Work to complete ->
From the line containing "pub fn scale(&self, factor: Rational64)" down to the line containing "impl Add for" in the records below, reproduce every line exactly, ends included, and omit all others.

[Stored dataset items]
%%

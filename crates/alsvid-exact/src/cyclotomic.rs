//! Exact complex arithmetic over roots of unity.
//!
//! A [`Cyclotomic`] value is a finite rational linear combination of
//! complex exponentials `e^{iπq}` with dyadic rational exponents
//! `q = k/2^m`. The exponent set `{k/2^m : 0 ≤ k < 2^m}` is a power basis
//! of the cyclotomic field Q(ζ_{2^{m+1}}), so the stored form is canonical:
//! two values are mathematically equal exactly when their term maps are
//! structurally equal, and a value is zero exactly when it has no terms.
//!
//! Every scalar the simulators produce from regulated angles lives in this
//! ring: rationals (`e^{iπ·0}`), `i = e^{iπ/2}`, the T-gate phase
//! `e^{iπ/4}`, and `√2 = e^{iπ/4} + e^{-iπ/4}` with all of their sums and
//! products.
//!
//! Invariants maintained by every constructor and operation:
//! - exponents are reduced into `[0, 1)` using `e^{iπ(q+1)} = -e^{iπq}`,
//! - exponents have power-of-two denominators,
//! - no term has a zero coefficient.

use num_complex::Complex64;
use num_rational::Rational64;
use num_traits::{One, Signed, ToPrimitive, Zero};
use serde::{Deserialize, Serialize};
use std::collections::BTreeMap;
use std::f64::consts::PI;
use std::fmt;
use std::ops::{Add, Mul, Neg, Sub};

/// An exact element of a power-of-two cyclotomic field.
#[derive(Debug, Clone, PartialEq, Eq, Default, Serialize, Deserialize)]
#[serde(
    from = "Vec<(Rational64, Rational64)>",
    into = "Vec<(Rational64, Rational64)>"
)]
pub struct Cyclotomic {
    /// Exponent `q` of `e^{iπq}` → rational coefficient.
    terms: BTreeMap<Rational64, Rational64>,
}

/// Fold `coeff · e^{iπq}` into `terms`, reducing the exponent into `[0, 1)`.
fn insert_term(terms: &mut BTreeMap<Rational64, Rational64>, q: Rational64, coeff: Rational64) {
    if coeff.is_zero() {
        return;
    }
    let two = Rational64::from_integer(2);
    // Reduce modulo 2π, then fold the upper half with e^{iπ(q+1)} = -e^{iπq}.
    let mut q = q - (q / two).floor() * two;
    let mut coeff = coeff;
    if q >= Rational64::from_integer(1) {
        q -= Rational64::from_integer(1);
        coeff = -coeff;
    }
    debug_assert!((*q.denom() as u64).is_power_of_two(), "non-dyadic exponent");

    let updated = terms.get(&q).copied().unwrap_or_else(Rational64::zero) + coeff;
    if updated.is_zero() {
        terms.remove(&q);
    } else {
        terms.insert(q, updated);
    }
}

impl Cyclotomic {
    /// The additive identity.
    pub fn zero() -> Self {
        Cyclotomic::default()
    }

    /// The multiplicative identity.
    pub fn one() -> Self {
        Cyclotomic::from_rational(Rational64::one())
    }

    /// The imaginary unit `i = e^{iπ/2}`.
    pub fn i() -> Self {
        Cyclotomic::root_of_unity(Rational64::new(1, 2))
    }

    /// `√2 = e^{iπ/4} + e^{-iπ/4}`.
    pub fn sqrt2() -> Self {
        Cyclotomic::root_of_unity(Rational64::new(1, 4))
            + Cyclotomic::root_of_unity(Rational64::new(-1, 4))
    }

    /// An exact rational value.
    pub fn from_rational(value: Rational64) -> Self {
        let mut terms = BTreeMap::new();
        insert_term(&mut terms, Rational64::zero(), value);
        Cyclotomic { terms }
    }

    /// An exact integer value.
    pub fn from_integer(value: i64) -> Self {
        Cyclotomic::from_rational(Rational64::from_integer(value))
    }

    /// The root of unity `e^{iπq}` for a dyadic rational `q`.
    pub fn root_of_unity(q: Rational64) -> Self {
        let mut terms = BTreeMap::new();
        insert_term(&mut terms, q, Rational64::one());
        Cyclotomic { terms }
    }

    /// Check for the additive identity. Exact: the stored form is canonical.
    pub fn is_zero(&self) -> bool {
        self.terms.is_empty()
    }

    /// Return the value as a rational if it has no exponential part.
    pub fn as_rational(&self) -> Option<Rational64> {
        match self.terms.len() {
            0 => Some(Rational64::zero()),
            1 => self.terms.get(&Rational64::zero()).copied(),
            _ => None,
        }
    }

    /// Multiply by an exact rational.
    #[must_use]
    pub fn scale(&self, factor: Rational64) -> Self {
        if factor.is_zero() {
            return Cyclotomic::zero();
        }
        let terms = self.terms.iter().map(|(q, c)| (*q, c * factor)).collect();
        Cyclotomic { terms }
    }

    /// Complex conjugate: negate every exponent.
    #[must_use]
    pub fn conjugate(&self) -> Self {
        let mut terms = BTreeMap::new();
        for (q, c) in &self.terms {
            insert_term(&mut terms, -q, *c);
        }
        Cyclotomic { terms }
    }

    /// Numeric value, for rendering and cross-checks only.
    pub fn to_complex64(&self) -> Complex64 {
        self.terms
            .iter()
            .map(|(q, c)| {
                let coeff = c.to_f64().unwrap_or(f64::NAN);
                coeff * Complex64::from_polar(1.0, PI * q.to_f64().unwrap_or(f64::NAN))
            })
            .sum()
    }
}

impl Add for Cyclotomic {
    type Output = Cyclotomic;

    fn add(self, rhs: Cyclotomic) -> Cyclotomic {
        let mut terms = self.terms;
        for (q, c) in rhs.terms {
            insert_term(&mut terms, q, c);
        }
        Cyclotomic { terms }
    }
}

impl Sub for Cyclotomic {
    type Output = Cyclotomic;

    fn sub(self, rhs: Cyclotomic) -> Cyclotomic {
        self + (-rhs)
    }
}

impl Neg for Cyclotomic {
    type Output = Cyclotomic;

    fn neg(self) -> Cyclotomic {
        let terms = self.terms.into_iter().map(|(q, c)| (q, -c)).collect();
        Cyclotomic { terms }
    }
}

impl Mul for Cyclotomic {
    type Output = Cyclotomic;

    fn mul(self, rhs: Cyclotomic) -> Cyclotomic {
        let mut terms = BTreeMap::new();
        for (qa, ca) in &self.terms {
            for (qb, cb) in &rhs.terms {
                insert_term(&mut terms, qa + qb, ca * cb);
            }
        }
        Cyclotomic { terms }
    }
}

impl From<Vec<(Rational64, Rational64)>> for Cyclotomic {
    fn from(raw: Vec<(Rational64, Rational64)>) -> Self {
        let mut terms = BTreeMap::new();
        for (q, c) in raw {
            insert_term(&mut terms, q, c);
        }
        Cyclotomic { terms }
    }
}

impl From<Cyclotomic> for Vec<(Rational64, Rational64)> {
    fn from(value: Cyclotomic) -> Self {
        value.terms.into_iter().collect()
    }
}

/// Format a rational as `n` or `n/d`.
fn fmt_rational(r: Rational64) -> String {
    if r.is_integer() {
        format!("{}", r.to_integer())
    } else {
        format!("{}/{}", r.numer(), r.denom())
    }
}

/// Format `|coeff| · body` where `body` is `sqrt(2)`, `I` or `sqrt(2)*I`.
fn fmt_scaled(coeff: Rational64, body: &str) -> String {
    let (n, d) = (coeff.numer().abs(), *coeff.denom());
    match (n, d) {
        (1, 1) => body.to_string(),
        (_, 1) => format!("{n}*{body}"),
        (1, _) => format!("{body}/{d}"),
        _ => format!("{n}*{body}/{d}"),
    }
}

/// Append a signed part to a sum under construction.
fn push_part(out: &mut String, positive: bool, body: &str) {
    if out.is_empty() {
        if !positive {
            out.push('-');
        }
    } else {
        out.push_str(if positive { " + " } else { " - " });
    }
    out.push_str(body);
}

impl fmt::Display for Cyclotomic {
    fn fmt(&self, f: &mut fmt::Formatter<'_>) -> fmt::Result {
        if self.terms.is_empty() {
            return write!(f, "0");
        }

        // Values over {1, i, e^{iπ/4}, e^{i3π/4}} decompose into the familiar
        // basis {1, √2, i, i√2}; everything the fixed catalog produces prints
        // this way.
        let simple = [
            Rational64::zero(),
            Rational64::new(1, 2),
            Rational64::new(1, 4),
            Rational64::new(3, 4),
        ];
        if self.terms.keys().all(|q| simple.contains(q)) {
            let get = |q: Rational64| self.terms.get(&q).copied().unwrap_or_else(Rational64::zero);
            let re = get(simple[0]);
            let im = get(simple[1]);
            let p = get(simple[2]);
            let q34 = get(simple[3]);
            let half = Rational64::new(1, 2);
            // e^{iπ/4} = √2/2 + i√2/2, e^{i3π/4} = -√2/2 + i√2/2.
            let re_rad = (p - q34) * half;
            let im_rad = (p + q34) * half;

            let mut out = String::new();
            if !re.is_zero() {
                push_part(&mut out, re > Rational64::zero(), &fmt_rational(re.abs()));
            }
            if !re_rad.is_zero() {
                push_part(
                    &mut out,
                    re_rad > Rational64::zero(),
                    &fmt_scaled(re_rad, "sqrt(2)"),
                );
            }
            if !im.is_zero() {
                push_part(&mut out, im > Rational64::zero(), &fmt_scaled(im, "I"));
            }
            if !im_rad.is_zero() {
                push_part(
                    &mut out,
                    im_rad > Rational64::zero(),
                    &fmt_scaled(im_rad, "sqrt(2)*I"),
                );
            }
            return write!(f, "{out}");
        }

        // General dyadic exponents print as explicit exponentials.
        let mut out = String::new();
        for (q, c) in &self.terms {
            let body = if q.is_zero() {
                fmt_rational(c.abs())
            } else {
                fmt_scaled(*c, &format!("exp(I*pi*{})", fmt_rational(*q)))
            };
            push_part(&mut out, *c > Rational64::zero(), &body);
        }
        write!(f, "{out}")
    }
}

%%

Task result ->
    pub fn scale(&self, factor: Rational64) -> Self {
        if factor.is_zero() {
            return Cyclotomic::zero();
        }
        let terms = self.terms.iter().map(|(q, c)| (*q, c * factor)).collect();
        Cyclotomic { terms }
    }

    /// Complex conjugate: negate every exponent.
    #[must_use]
    pub fn conjugate(&self) -> Self {
        let mut terms = BTreeMap::new();
        for (q, c) in &self.terms {
            insert_term(&mut terms, -q, *c);
        }
        Cyclotomic { terms }
    }

    /// Numeric value, for rendering and cross-checks only.
    pub fn to_complex64(&self) -> Complex64 {
        self.terms
            .iter()
            .map(|(q, c)| {
                let coeff = c.to_f64().unwrap_or(f64::NAN);
                coeff * Complex64::from_polar(1.0, PI * q.to_f64().unwrap_or(f64::NAN))
            })
            .sum()
    }
}

impl Add for Cyclotomic {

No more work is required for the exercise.